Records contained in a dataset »
//! implements the interfaces on [StakingPool]

mod delegation;
mod ledger_management;
mod operator;
mod settlement;
mod staking_service;
mod undelegation;

use crate::domain::{Ledger, LedgerId, UnderlyingAmount};
use crate::errors::StakingPoolError;
use crate::interface::{Authorizer, Operation, StakingAgent};
use crate::StakingPool;
use near_sdk::AccountId;

impl<A, T, Z: Authorizer> StakingPool<A, T, Z> {
    /// ## Errors
    /// - NOT_AUTHORIZED if the authorizer denies the caller
    fn authorize(&self, operation: Operation, caller: &AccountId) -> Result<(), StakingPoolError> {
        if self.authorizer.authorize(operation, caller) {
            Ok(())
        } else {
            Err(StakingPoolError::NotAuthorized {
                caller: caller.clone(),
            })
        }
    }
}

impl<A, T, Z> StakingPool<A, T, Z> {
    fn ledger_at(&self, index: usize) -> Result<&Ledger, StakingPoolError> {
        self.ledgers
            .get(index)
            .ok_or(StakingPoolError::InvalidLedger(index))
    }

    fn ledger_position(&self, ledger_id: LedgerId) -> Option<usize> {
        self.ledgers
            .iter()
            .position(|ledger| ledger.id() == ledger_id)
    }

    /// recorded delegations to the agent summed over all ledgers
    fn agent_delegated_total(&self, agent: &AccountId) -> UnderlyingAmount {
        self.ledgers
            .iter()
            .map(|ledger| ledger.delegation(agent))
            .sum()
    }

    /// ## Errors
    /// - MAX_DELEGATION_EXCEEDED if delegating the amount would exceed the max delegation per agent
    fn check_max_delegation(
        &self,
        agent: &AccountId,
        amount: UnderlyingAmount,
    ) -> Result<(), StakingPoolError> {
        let max = self.config.max_delegation_per_agent();
        let delegated = self
            .agent_delegated_total(agent)
            .checked_add(amount)
            .ok_or(StakingPoolError::ArithmeticOverflow)?;
        if delegated > max {
            return Err(StakingPoolError::MaxDelegationExceeded {
                agent: agent.clone(),
                delegated: delegated.value(),
                max: max.value(),
            });
        }
        Ok(())
    }

    /// true if any queue entry refers to the ledger
    fn is_ledger_queued(&self, ledger_id: LedgerId) -> bool {
        self.undelegation_queue
            .items()
            .any(|request| request.ledger_id == ledger_id)
            || self
                .execution_queue
                .items()
                .any(|issued| issued.ledger_id == ledger_id)
            || self
                .delegation_queue
                .items()
                .any(|request| request.ledger_id == ledger_id)
    }
}

impl<A: StakingAgent, T, Z> StakingPool<A, T, Z> {
    /// Pool assets valued with the agent reported delegation amounts, minus the liabilities towards
    /// delegators that have already redeemed their LST.
    ///
    /// `total_backing = underlying_balance + ledger balances + delegations - to_claim - in_undelegation`
    pub(crate) fn total_backing(&self) -> Result<UnderlyingAmount, StakingPoolError> {
        let mut assets = self.underlying_balance;
        for ledger in &self.ledgers {
            assets = assets
                .checked_add(ledger.balance())
                .ok_or(StakingPoolError::ArithmeticOverflow)?;
            for agent in ledger.delegations().keys() {
                assets = assets
                    .checked_add(self.agent.delegation_amount(ledger.id(), agent))
                    .ok_or(StakingPoolError::ArithmeticOverflow)?;
            }
        }
        Ok(assets.saturating_sub(self.to_claim + self.in_undelegation))
    }
}

#[cfg(test)]
mod test {
    use crate::interface::{LedgerManagement, Operator, StakingService};
    use crate::near::UNIT;
    use crate::test_utils::*;
    use near_sdk::json_types::U128;
    use quickcheck_macros::quickcheck;

    fn withdraw(pool: &mut TestPool, account: &near_sdk::AccountId, amount: u128) {
        let balance = pool.lst_balance(account).0;
        if balance > 0 {
            let _ = pool.schedule_withdraw(account, (amount % balance + 1).into());
        }
    }

    /// Applies a pseudo random workflow step to the pool as its own transaction. Rejected steps are
    /// expected to leave the pool unchanged, which the invariants checked by the callers verify.
    fn apply(pool: &mut TestPool, op: u8, amount: u8) {
        new_transaction();
        let amount = u128::from(amount) + 1;
        match op % 16 {
            0 => {
                let _ = pool.deposit(&alice(), amount.into());
            }
            1 => {
                let _ = pool.deposit(&bob(), amount.into());
            }
            2 => withdraw(pool, &alice(), amount),
            3 => withdraw(pool, &bob(), amount),
            4 => {
                let _ = pool.net_out_pending(&operator());
            }
            5 => {
                let _ = pool.make_claimable(&operator(), amount.into());
            }
            6 => {
                let _ = pool.execute_undelegations(&operator(), 10);
            }
            7 => {
                let _ = pool.claim(&alice());
            }
            8 => {
                let _ = pool.claim(&bob());
            }
            9 => {
                let _ = pool.deposit_to_ledger(&operator(), 0, amount.into());
            }
            10 => {
                if let Some(ledger) = pool.ledger(0) {
                    let amount = amount.min(ledger.balance.0);
                    if amount > 0 {
                        let _ = if ledger.delegations.is_empty() {
                            pool.delegate(&operator(), 0, &collator(), amount.into(), None)
                        } else {
                            pool.bond_more(&operator(), 0, &collator(), amount.into())
                        };
                    }
                }
            }
            11 => {
                let pending = pool.pending_undelegation().value();
                if pending > 0 {
                    let _ = pool.schedule_undelegation(
                        &operator(),
                        0,
                        &collator(),
                        amount.min(pending).into(),
                    );
                }
            }
            12 => {
                let _ = pool.process_undelegation_queue(&operator());
            }
            13 => pool.agent_mut().advance_past_delay(),
            14 => {
                let _ = pool.enqueue_delegation(&operator(), 0, &collator(), amount.into());
            }
            _ => {
                let _ = pool.process_delegation_queue(&operator());
            }
        }
    }

    fn new_pool_with_ledger() -> TestPool {
        let mut pool = new_pool();
        pool.add_ledger(&operator()).unwrap();
        pool
    }

    /// Without rewards or slashing, no sequence of deposits, withdrawals, delegation, undelegation,
    /// netting and claims moves the exchange rate away from the base rate in either direction.
    #[quickcheck]
    fn rate_is_neutral_without_rewards(ops: Vec<(u8, u8)>) -> bool {
        let mut pool = new_pool_with_ledger();
        ops.into_iter().all(|(op, amount)| {
            apply(&mut pool, op, amount);
            new_transaction();
            let rate = pool.rebase(&bob()).unwrap();
            pool.audit().is_ok()
                && (rate.lst_supply == U128(0)
                    || (rate.underlying_per_lst == U128(UNIT)
                        && rate.lst_per_underlying == U128(UNIT)))
        })
    }

    /// Funds are only moved around: deposits minus claims are held by the pool or its ledgers.
    #[quickcheck]
    fn funds_are_conserved(ops: Vec<(u8, u8)>) -> bool {
        let mut pool = new_pool_with_ledger();
        ops.into_iter().all(|(op, amount)| {
            apply(&mut pool, op, amount);
            let balances = pool.balances();
            balances.underlying_balance.0
                + balances.ledger_balances.0
                + balances.ledger_delegations.0
                == balances.total_deposited.0 - balances.total_claimed.0
        })
    }

    /// Executing undelegations never calls the staking agent more often than the requested
    /// iterations, whether the calls succeed, are rejected, or are not yet executable.
    #[quickcheck]
    fn undelegation_execution_is_bounded(
        requests: u8,
        max_iterations: u8,
        failures: u8,
        past_delay: bool,
    ) -> bool {
        let requests = u32::from(requests % 8) + 1;
        let max_iterations = u32::from(max_iterations % 8) + 1;
        let failures = u32::from(failures % 4);
        let mut pool = new_pool();
        pool.deposit(&alice(), (1000 * u128::from(requests)).into())
            .unwrap();
        for index in 0..requests as usize {
            new_transaction();
            pool.add_ledger(&operator()).unwrap();
            pool.deposit_to_ledger(&operator(), index, 100.into())
                .unwrap();
            pool.delegate(&operator(), index, &collator(), 100.into(), None)
                .unwrap();
        }
        new_transaction();
        pool.schedule_withdraw(&alice(), (10 * u128::from(requests)).into())
            .unwrap();
        for index in 0..requests as usize {
            new_transaction();
            pool.schedule_undelegation(&operator(), index, &collator(), 10.into())
                .unwrap();
        }
        new_transaction();
        pool.process_undelegation_queue(&operator()).unwrap();
        if past_delay {
            pool.agent_mut().advance_past_delay();
        }
        pool.agent_mut().fail_next_calls(failures);

        new_transaction();
        let attempts = pool.agent().attempt_count();
        let run = pool
            .execute_undelegations(&operator(), max_iterations)
            .unwrap();
        let attempts = pool.agent().attempt_count() - attempts;

        let iterations = requests.min(max_iterations);
        let executed = if past_delay {
            iterations - failures.min(iterations)
        } else {
            0
        };
        attempts <= u64::from(max_iterations) && run.executed == executed
    }
}
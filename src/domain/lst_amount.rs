use near_sdk::borsh::{BorshDeserialize, BorshSerialize};
use std::fmt::{self, Display, Formatter};
use std::ops::{Add, AddAssign, Sub, SubAssign};

/// amount of the liquid staking receipt token (LST)
#[derive(
    BorshSerialize, BorshDeserialize, Debug, Clone, Copy, Eq, PartialEq, Ord, PartialOrd, Default,
)]
#[borsh(crate = "near_sdk::borsh")]
pub struct LstAmount(pub u128);

impl From<u128> for LstAmount {
    fn from(value: u128) -> Self {
        Self(value)
    }
}

impl From<LstAmount> for u128 {
    fn from(value: LstAmount) -> Self {
        value.0
    }
}

impl LstAmount {
    pub const ZERO: LstAmount = LstAmount(0);

    pub fn value(&self) -> u128 {
        self.0
    }

    pub fn is_zero(&self) -> bool {
        self.0 == 0
    }

    pub fn checked_add(self, other: Self) -> Option<Self> {
        self.0.checked_add(other.0).map(Self)
    }

    pub fn checked_sub(self, other: Self) -> Option<Self> {
        self.0.checked_sub(other.0).map(Self)
    }
}

impl Display for LstAmount {
    fn fmt(&self, f: &mut Formatter<'_>) -> fmt::Result {
        self.0.fmt(f)
    }
}

impl Add for LstAmount {
    type Output = Self;

    fn add(self, rhs: Self) -> Self::Output {
        Self(self.0 + rhs.0)
    }
}

impl AddAssign for LstAmount {
    fn add_assign(&mut self, rhs: Self) {
        self.0 += rhs.0;
    }
}

impl Sub for LstAmount {
    type Output = Self;

    fn sub(self, rhs: Self) -> Self::Output {
        Self(self.0 - rhs.0)
    }
}

impl SubAssign for LstAmount {
    fn sub_assign(&mut self, rhs: Self) {
        self.0 -= rhs.0;
    }
}
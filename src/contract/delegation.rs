use crate::domain::{
    BlockTimeHeight, DelegationRequest, Disposition, LedgerId, QueueRun, UnderlyingAmount,
};
use crate::errors::StakingPoolError;
use crate::interface::StakingAgent;
use crate::StakingPool;
use near_sdk::AccountId;

impl<A, T, Z> StakingPool<A, T, Z> {
    /// reserves the amount from the pending delegation and enqueues it for delegation
    pub(crate) fn reserve_delegation(
        &mut self,
        ledger_index: usize,
        agent: &AccountId,
        amount: UnderlyingAmount,
    ) -> Result<(LedgerId, u64), StakingPoolError> {
        if amount.is_zero() {
            return Err(StakingPoolError::ZeroAmount);
        }
        let ledger_id = self.ledger_at(ledger_index)?.id();
        if amount > self.pending_delegation {
            return Err(StakingPoolError::InsufficientPendingDelegation {
                available: self.pending_delegation.value(),
                requested: amount.value(),
            });
        }
        self.pending_delegation -= amount;
        self.queued_delegation += amount;
        let ticket = self.delegation_queue.enqueue(
            DelegationRequest {
                ledger_id,
                agent: agent.clone(),
                amount,
            },
            BlockTimeHeight::from_env(),
        );
        Ok((ledger_id, ticket))
    }
}

impl<A: StakingAgent, T, Z> StakingPool<A, T, Z> {
    /// Delegates up to `dao_delegation_queue_max_iter` queued delegation requests.
    ///
    /// The funds are moved into the ledger and delegated, as a new delegation or by bonding more.
    /// Entries are requeued when the (ledger, agent) pair has a pending request, when the agent's
    /// delegations would exceed the max delegation per agent, or when the agent refuses the call.
    pub(crate) fn delegate_queued(&mut self) -> Result<QueueRun, StakingPoolError> {
        let max_iterations = self.config.dao_delegation_queue_max_iter();
        let max_retries = self.config.queue_entry_max_retries();
        let max_delegation = self.config.max_delegation_per_agent();

        let mut queue = std::mem::take(&mut self.delegation_queue);
        let run = queue.process_up_to(max_iterations, max_retries, |request| {
            let position = match self
                .ledgers
                .iter()
                .position(|ledger| ledger.id() == request.ledger_id)
            {
                Some(position) => position,
                None => return Disposition::Requeue,
            };
            let agent_delegated: UnderlyingAmount = self
                .ledgers
                .iter()
                .map(|ledger| ledger.delegation(&request.agent))
                .sum();
            match agent_delegated.checked_add(request.amount) {
                Some(total) if total <= max_delegation => (),
                _ => return Disposition::Requeue,
            }

            let mut staged = self.ledgers[position].clone();
            let result = staged.credit(request.amount).and_then(|_| {
                if staged.delegations().contains_key(&request.agent) {
                    staged.bond_more(&request.agent, request.amount)?;
                    self.agent
                        .bond_more(request.ledger_id, &request.agent, request.amount)
                        .map_err(StakingPoolError::from)
                } else {
                    staged.delegate(&request.agent, request.amount)?;
                    self.agent
                        .delegate(request.ledger_id, &request.agent, request.amount, None)
                        .map_err(StakingPoolError::from)
                }
            });
            match result {
                Ok(()) => {
                    self.ledgers[position] = staged;
                    self.queued_delegation -= request.amount;
                    self.underlying_balance -= request.amount;
                    Disposition::Consumed
                }
                Err(_) => Disposition::Requeue,
            }
        });
        self.delegation_queue = queue;
        run.map_err(StakingPoolError::from)
    }
}
use crate::domain::{LstAmount, UnderlyingAmount};
use crate::errors::StakingPoolError;
use crate::interface::{ExchangeRate, PoolBalances};
use near_sdk::{json_types::U128, AccountId};

pub trait StakingService {
    ////////////////////////////
    //     VIEW METHODS    ///
    // //////////////////////

    fn balances(&self) -> PoolBalances;

    /// returns the published exchange rate
    fn exchange_rate(&self) -> ExchangeRate;

    fn underlying_per_lst(&self) -> U128;

    fn lst_per_underlying(&self) -> U128;

    fn pending_delegation(&self) -> U128;

    fn in_undelegation(&self) -> U128;

    fn delegated_total(&self) -> U128;

    fn bootstrap_deposits(&self) -> U128;

    /// total amount claimed by all delegators
    fn claimed(&self) -> U128;

    /// amount the account can claim
    fn claimable(&self, account: &AccountId) -> U128;

    fn lst_balance(&self, account: &AccountId) -> U128;

    //////////////////////////////
    //     CHANGE METHODS    ///
    // ////////////////////////

    /// Deposits the amount into the pool and mints LST at the published exchange rate.
    ///
    /// The deposit is added to the pending delegation. Returns the amount of LST minted.
    ///
    /// ## Errors
    /// - ZERO_PAYMENT if the amount is zero
    /// - MAX_DELEGATION if the amount exceeds the per deposit ceiling
    /// - MAX_SUPPLY if minting would exceed the max LST supply
    /// - ZERO_AMOUNT if the amount is too small to mint any LST
    fn deposit(
        &mut self,
        caller: &AccountId,
        amount: UnderlyingAmount,
    ) -> Result<LstAmount, StakingPoolError>;

    /// Treasury deposit that pre-funds the pool. Accounted identically to [deposit] and tracked in
    /// the bootstrap deposits.
    ///
    /// ## Errors
    /// - NOT_AUTHORIZED if the caller is not permitted to bootstrap the pool
    /// - same as [deposit]
    fn bootstrap(
        &mut self,
        caller: &AccountId,
        amount: UnderlyingAmount,
    ) -> Result<LstAmount, StakingPoolError>;

    /// Burns LST at the published exchange rate and records a withdrawal claim for its underlying
    /// value in the open withdrawal batch.
    ///
    /// The claim is credited once the batch has been settled.
    ///
    /// ## Errors
    /// - ZERO_AMOUNT if the amount is zero, or if its underlying value rounds down to zero
    /// - INSUFFICIENT_BALANCE if the caller's LST balance is too low
    fn schedule_withdraw(
        &mut self,
        caller: &AccountId,
        amount: LstAmount,
    ) -> Result<UnderlyingAmount, StakingPoolError>;

    /// Pays out the caller's claimable balance.
    ///
    /// ## Errors
    /// - NOTHING_TO_CLAIM if the caller has nothing to claim
    fn claim(&mut self, caller: &AccountId) -> Result<UnderlyingAmount, StakingPoolError>;

    /// Recomputes the exchange rate from the current pool totals and publishes it. No funds move.
    fn rebase(&mut self, caller: &AccountId) -> Result<ExchangeRate, StakingPoolError>;

    /// Direct transfers of the underlying asset outside of the entry points are always rejected.
    fn receive_transfer(
        &mut self,
        from: &AccountId,
        amount: UnderlyingAmount,
    ) -> Result<(), StakingPoolError>;
}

Task requirements » The string "bool" marks the lines to copy; report each of them from the data above.

Solution »
    fn is_ledger_queued(&self, ledger_id: LedgerId) -> bool {
    fn rate_is_neutral_without_rewards(ops: Vec<(u8, u8)>) -> bool {
    fn funds_are_conserved(ops: Vec<(u8, u8)>) -> bool {
        past_delay: bool,
    ) -> bool {
    pub fn is_zero(&self) -> bool {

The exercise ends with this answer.